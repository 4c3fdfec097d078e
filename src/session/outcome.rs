//! Result of a single eval.

use super::client::SessionError;

/// What one eval produced.
///
/// Returned rather than raised: a failing Tcl command is expected during
/// normal use and is ordinary data here. Misuse of the session and a dead
/// interpreter are reported through [`SessionError`] instead.
#[derive(Debug, Clone, PartialEq, Eq)]
pub enum Outcome<T = String> {
    /// The command completed; `T` is its result text (or a parse of it).
    Success(T),

    /// The interpreter raised an error for the command.
    Failure {
        /// Error message, trimmed.
        message: String,
        /// Incidental stderr text written before the failure.
        diagnostics: String,
    },

    /// The framing invariants were broken. Indicates a wrapping bug or
    /// adversarial output; never absorbed silently.
    ProtocolViolation { reason: String },
}

impl<T> Outcome<T> {
    pub fn is_success(&self) -> bool {
        matches!(self, Outcome::Success(_))
    }

    /// The success value, discarding failure details.
    pub fn success(self) -> Option<T> {
        match self {
            Outcome::Success(value) => Some(value),
            _ => None,
        }
    }

    pub fn map<U, F>(self, f: F) -> Outcome<U>
    where
        F: FnOnce(T) -> U,
    {
        match self {
            Outcome::Success(value) => Outcome::Success(f(value)),
            Outcome::Failure {
                message,
                diagnostics,
            } => Outcome::Failure {
                message,
                diagnostics,
            },
            Outcome::ProtocolViolation { reason } => Outcome::ProtocolViolation { reason },
        }
    }

    /// Like [`map`](Self::map) for a fallible conversion of the success value.
    pub fn try_map<U, E, F>(self, f: F) -> Result<Outcome<U>, E>
    where
        F: FnOnce(T) -> Result<U, E>,
    {
        match self {
            Outcome::Success(value) => f(value).map(Outcome::Success),
            Outcome::Failure {
                message,
                diagnostics,
            } => Ok(Outcome::Failure {
                message,
                diagnostics,
            }),
            Outcome::ProtocolViolation { reason } => Ok(Outcome::ProtocolViolation { reason }),
        }
    }

    /// Convert into a `Result`, attaching `command` to the error so callers
    /// can use `?`.
    pub fn into_result(self, command: &str) -> Result<T, SessionError> {
        match self {
            Outcome::Success(value) => Ok(value),
            Outcome::Failure {
                message,
                diagnostics,
            } => Err(SessionError::CommandFailed {
                command: command.to_string(),
                message,
                diagnostics,
            }),
            Outcome::ProtocolViolation { reason } => Err(SessionError::ProtocolViolation {
                command: command.to_string(),
                reason,
            }),
        }
    }
}

#[cfg(test)]
mod tests {
    use super::*;

    fn failure() -> Outcome<String> {
        Outcome::Failure {
            message: "divide by zero".to_string(),
            diagnostics: String::new(),
        }
    }

    #[test]
    fn test_map_only_touches_success() {
        assert_eq!(
            Outcome::Success("3".to_string()).map(|s| s.len()),
            Outcome::Success(1)
        );
        assert_eq!(
            failure().map(|s| s.len()),
            Outcome::Failure {
                message: "divide by zero".to_string(),
                diagnostics: String::new(),
            }
        );
    }

    #[test]
    fn test_try_map_propagates_conversion_error() {
        let parsed: Result<Outcome<i64>, _> =
            Outcome::Success("x".to_string()).try_map(|s| s.parse::<i64>());
        assert!(parsed.is_err());

        let parsed = failure().try_map(|s| s.parse::<i64>()).unwrap();
        assert!(!parsed.is_success());
    }

    #[test]
    fn test_into_result_attaches_command() {
        let err = failure().into_result("expr {1/0}").unwrap_err();
        match err {
            SessionError::CommandFailed {
                command, message, ..
            } => {
                assert_eq!(command, "expr {1/0}");
                assert_eq!(message, "divide by zero");
            }
            other => panic!("expected CommandFailed, got {other:?}"),
        }

        let err = Outcome::<String>::ProtocolViolation {
            reason: "bad".to_string(),
        }
        .into_result("set x")
        .unwrap_err();
        assert!(matches!(err, SessionError::ProtocolViolation { .. }));

        assert_eq!(
            Outcome::Success("ok".to_string()).into_result("x").unwrap(),
            "ok"
        );
    }
}
/// Malformed list literal. Positions are byte offsets into the input.
#[derive(Debug, Clone, PartialEq, Eq, Error)]
pub enum ListError {
    #[error("unmatched open brace in list at byte {0}")]
    UnmatchedBrace(usize),

    #[error("unmatched open quote in list at byte {0}")]
    UnmatchedQuote(usize),

    #[error("list element in braces followed by {found:?} instead of space at byte {at}")]
    GarbageAfterBrace { at: usize, found: char },

    #[error("list element in quotes followed by {found:?} instead of space at byte {at}")]
    GarbageAfterQuote { at: usize, found: char },
}

/// Tcl list separators.
fn is_list_space(b: u8) -> bool {
    matches!(b, b' ' | b'\t' | b'\n' | b'\r' | 0x0b | 0x0c)
}

/// Split one level of a list literal.
///
/// Empty (or all-whitespace) input yields an empty vector.
pub fn parse_list(text: &str) -> Result<Vec<String>, ListError> {
    let bytes = text.as_bytes();
    let mut elements = Vec::new();
    let mut pos = 0;

    loop {
        while pos < bytes.len() && is_list_space(bytes[pos]) {
            pos += 1;
        }
        if pos >= bytes.len() {
            return Ok(elements);
        }

        let (element, next) = match bytes[pos] {
            b'{' => parse_braced(text, pos)?,
            b'"' => parse_quoted(text, pos)?,
            _ => parse_bare(text, pos),
        };
        elements.push(element);
        pos = next;
    }
}

/// Braced element starting at `start`; content is verbatim.
fn parse_braced(text: &str, start: usize) -> Result<(String, usize), ListError> {
    let bytes = text.as_bytes();
    let mut depth = 0usize;
    let mut i = start;

    while i < bytes.len() {
        match bytes[i] {
            b'\\' => i += 1,
            b'{' => depth += 1,
            b'}' => {
                depth -= 1;
                if depth == 0 {
                    let content = text[start + 1..i].to_string();
                    let end = i + 1;
                    if let Some(found) = garbage_at(text, end) {
                        return Err(ListError::GarbageAfterBrace { at: end, found });
                    }
                    return Ok((content, end));
                }
            }
            _ => {}
        }
        i += 1;
    }

    Err(ListError::UnmatchedBrace(start))
}

/// Quoted element starting at `start`; backslash sequences are substituted.
fn parse_quoted(text: &str, start: usize) -> Result<(String, usize), ListError> {
    let bytes = text.as_bytes();
    let mut i = start + 1;

    while i < bytes.len() {
        match bytes[i] {
            b'\\' => i += 2,
            b'"' => {
                let content = unescape(&text[start + 1..i]);
                let end = i + 1;
                if let Some(found) = garbage_at(text, end) {
                    return Err(ListError::GarbageAfterQuote { at: end, found });
                }
                return Ok((content, end));
            }
            _ => i += 1,
        }
    }

    Err(ListError::UnmatchedQuote(start))
}
//! Session configuration.
//!
//! Resolution order (later wins):
//!
//! 1. Built-in defaults (`tclsh`, no arguments, 1s stop timeout)
//! 2. JSON file: explicit path, else `$TCLPIPE_CONFIG`, else
//!    `<config_dir>/tclpipe/config.json` if it exists
//! 3. `TCLPIPE_EXECUTABLE` environment variable
//! 4. Whatever the caller sets afterwards (e.g. CLI flags)
//!
//! ```json
//! {
//!   "executable": "gtkwave",
//!   "args": ["-W"],
//!   "stop_timeout_ms": 2000,
//!   "eval_timeout_ms": 30000
//! }
//! ```

use std::path::{Path, PathBuf};
use std::time::Duration;

use serde::{Deserialize, Serialize};
use thiserror::Error;
use tracing::debug;

use crate::session::MIN_MARKER_LEN;

/// Environment variable naming a config file.
pub const CONFIG_ENV: &str = "TCLPIPE_CONFIG";

/// Environment variable overriding the interpreter executable.
pub const EXECUTABLE_ENV: &str = "TCLPIPE_EXECUTABLE";

const DEFAULT_EXECUTABLE: &str = "tclsh";
const DEFAULT_STOP_TIMEOUT_MS: u64 = 1000;
const DEFAULT_POLL_INTERVAL_MS: u64 = 1;

#[derive(Debug, Error)]
pub enum ConfigError {
    #[error("Failed to read config file {path}: {source}")]
    Read {
        path: PathBuf,
        #[source]
        source: std::io::Error,
    },

    #[error("Invalid config file {path}: {source}")]
    Parse {
        path: PathBuf,
        #[source]
        source: serde_json::Error,
    },
}

/// How to launch the interpreter and how long to wait on it.
///
/// Identity of a session is `(executable, args)`; the remaining fields only
/// tune timing.
#[derive(Debug, Clone, PartialEq, Eq, Serialize, Deserialize)]
#[serde(default)]
pub struct SessionConfig {
    /// Interpreter executable, resolved through `PATH`.
    pub executable: String,
    pub args: Vec<String>,
    /// Grace period for the interpreter to honor `exit` before it is killed.
    pub stop_timeout_ms: u64,
    /// Sleep between drain polls that found no data.
    pub poll_interval_ms: u64,
    /// Upper bound on a single eval; `None` waits indefinitely.
    pub eval_timeout_ms: Option<u64>,
    /// Marker token length, never below 16.
    pub marker_len: usize,
}

impl Default for SessionConfig {
    fn default() -> Self {
        Self {
            executable: DEFAULT_EXECUTABLE.to_string(),
            args: Vec::new(),
            stop_timeout_ms: DEFAULT_STOP_TIMEOUT_MS,
            poll_interval_ms: DEFAULT_POLL_INTERVAL_MS,
            eval_timeout_ms: None,
            marker_len: MIN_MARKER_LEN,
        }
    }
}

impl SessionConfig {
    pub fn new(executable: impl Into<String>) -> Self {
        Self {
            executable: executable.into(),
            ..Self::default()
        }
    }

    pub fn with_args<I, S>(mut self, args: I) -> Self
    where
        I: IntoIterator<Item = S>,
        S: Into<String>,
    {
        self.args = args.into_iter().map(Into::into).collect();
        self
    }

    pub fn with_stop_timeout(mut self, timeout: Duration) -> Self {
        self.stop_timeout_ms = timeout.as_millis() as u64;
        self
    }

    pub fn with_eval_timeout(mut self, timeout: Duration) -> Self {
        self.eval_timeout_ms = Some(timeout.as_millis() as u64);
        self
    }

    pub fn stop_timeout(&self) -> Duration {
        Duration::from_millis(self.stop_timeout_ms)
    }

    pub fn poll_interval(&self) -> Duration {
        Duration::from_millis(self.poll_interval_ms)
    }

    pub fn eval_timeout(&self) -> Option<Duration> {
        self.eval_timeout_ms.map(Duration::from_millis)
    }

    pub fn marker_len(&self) -> usize {
        self.marker_len.max(MIN_MARKER_LEN)
    }

    /// `executable arg1 arg2 ...`, for log and error messages.
    pub fn command_line(&self) -> String {
        std::iter::once(self.executable.as_str())
            .chain(self.args.iter().map(String::as_str))
            .collect::<Vec<_>>()
            .join(" ")
    }

    pub fn from_json_str(json: &str, origin: &Path) -> Result<Self, ConfigError> {
        serde_json::from_str(json).map_err(|source| ConfigError::Parse {
            path: origin.to_path_buf(),
            source,
        })
    }

    pub fn from_file(path: &Path) -> Result<Self, ConfigError> {
        let json = std::fs::read_to_string(path).map_err(|source| ConfigError::Read {
            path: path.to_path_buf(),
            source,
        })?;
        Self::from_json_str(&json, path)
    }

    /// Load defaults, the config file and environment overrides.
    ///
    /// An explicit path (argument or `$TCLPIPE_CONFIG`) must exist; the
    /// per-user default file is optional.
    pub fn load(explicit: Option<&Path>) -> Result<Self, ConfigError> {
        let env = |key: &str| std::env::var(key).ok();
        Self::load_with(explicit, default_config_path(), env)
    }

    fn load_with<F>(
        explicit: Option<&Path>,
        user_default: Option<PathBuf>,
        env: F,
    ) -> Result<Self, ConfigError>
    where
        F: Fn(&str) -> Option<String>,
    {
        let explicit = explicit
            .map(Path::to_path_buf)
            .or_else(|| env(CONFIG_ENV).map(PathBuf::from));

        let mut config = match (explicit, user_default) {
            (Some(path), _) => Self::from_file(&path)?,
            (None, Some(path)) if path.is_file() => Self::from_file(&path)?,
            _ => Self::default(),
        };

        config.apply_env(env);
        Ok(config)
    }

    fn apply_env<F>(&mut self, env: F)
    where
        F: Fn(&str) -> Option<String>,
    {
        if let Some(executable) = env(EXECUTABLE_ENV).filter(|value| !value.trim().is_empty()) {
            debug!("Using interpreter from {}: {}", EXECUTABLE_ENV, executable);
            self.executable = executable;
        }
    }
}

/// `<config_dir>/tclpipe/config.json` (XDG on Linux, Library on macOS).
pub fn default_config_path() -> Option<PathBuf> {
    dirs::config_dir().map(|dir| dir.join("tclpipe").join("config.json"))
}

#[cfg(test)]
mod tests {
    use super::*;
    use pretty_assertions::assert_eq;
    use std::collections::HashMap;

    fn no_env(_: &str) -> Option<String> {
        None
    }

    fn temp_config(name: &str, body: &str) -> PathBuf {
        let path = std::env::temp_dir().join(format!(
            "tclpipe-config-{}-{}.json",
            name,
            std::process::id()
        ));
        std::fs::write(&path, body).unwrap();
        path
    }

    #[test]
    fn test_defaults() {
        let config = SessionConfig::default();
        assert_eq!(config.executable, "tclsh");
        assert!(config.args.is_empty());
        assert_eq!(config.stop_timeout(), Duration::from_secs(1));
        assert_eq!(config.eval_timeout(), None);
        assert_eq!(config.marker_len(), 16);
    }

    #[test]
    fn test_builder() {
        let config = SessionConfig::new("gtkwave")
            .with_args(["-W"])
            .with_stop_timeout(Duration::from_millis(250))
            .with_eval_timeout(Duration::from_secs(3));
        assert_eq!(config.command_line(), "gtkwave -W");
        assert_eq!(config.stop_timeout_ms, 250);
        assert_eq!(config.eval_timeout(), Some(Duration::from_secs(3)));
    }

    #[test]
    fn test_marker_len_is_clamped() {
        let config = SessionConfig {
            marker_len: 4,
            ..SessionConfig::default()
        };
        assert_eq!(config.marker_len(), MIN_MARKER_LEN);
    }

    #[test]
    fn test_partial_json_keeps_defaults() {
        let config =
            SessionConfig::from_json_str(r#"{"executable": "wish"}"#, Path::new("inline")).unwrap();
        assert_eq!(config.executable, "wish");
        assert_eq!(config.stop_timeout_ms, 1000);
        assert_eq!(config.poll_interval_ms, 1);
    }

    #[test]
    fn test_invalid_json_reports_path() {
        let err = SessionConfig::from_json_str("{not json", Path::new("/etc/tclpipe.json"))
            .unwrap_err();
        assert!(matches!(err, ConfigError::Parse { .. }));
        assert!(err.to_string().contains("/etc/tclpipe.json"));
    }

    #[test]
    fn test_missing_explicit_file_is_an_error() {
        let missing = Path::new("/nonexistent/tclpipe/config.json");
        let err = SessionConfig::load_with(Some(missing), None, no_env).unwrap_err();
        assert!(matches!(err, ConfigError::Read { .. }));
    }

    #[test]
    fn test_missing_user_default_is_ignored() {
        let config = SessionConfig::load_with(
            None,
            Some(PathBuf::from("/nonexistent/tclpipe/config.json")),
            no_env,
        )
        .unwrap();
        assert_eq!(config, SessionConfig::default());
    }

    #[test]
    fn test_env_overrides_file() {
        let path = temp_config("env", r#"{"executable": "wish", "args": ["-x"]}"#);
        let vars: HashMap<&str, String> = [
            (CONFIG_ENV, path.display().to_string()),
            (EXECUTABLE_ENV, "bluetcl".to_string()),
        ]
        .into_iter()
        .collect();

        let config = SessionConfig::load_with(None, None, |key| vars.get(key).cloned()).unwrap();
        assert_eq!(config.executable, "bluetcl");
        assert_eq!(config.args, vec!["-x"]);

        let _ = std::fs::remove_file(path);
    }

    #[test]
    fn test_blank_env_executable_is_ignored() {
        let mut config = SessionConfig::default();
        config.apply_env(|key| (key == EXECUTABLE_ENV).then(|| "  ".to_string()));
        assert_eq!(config.executable, "tclsh");
    }
}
====================
● Exercise:
Each line above that has the word "instead" should be copied.

● Task response:
/// interpreter are reported through [`SessionError`] instead.
    #[error("list element in braces followed by {found:?} instead of space at byte {at}")]
    #[error("list element in quotes followed by {found:?} instead of space at byte {at}")]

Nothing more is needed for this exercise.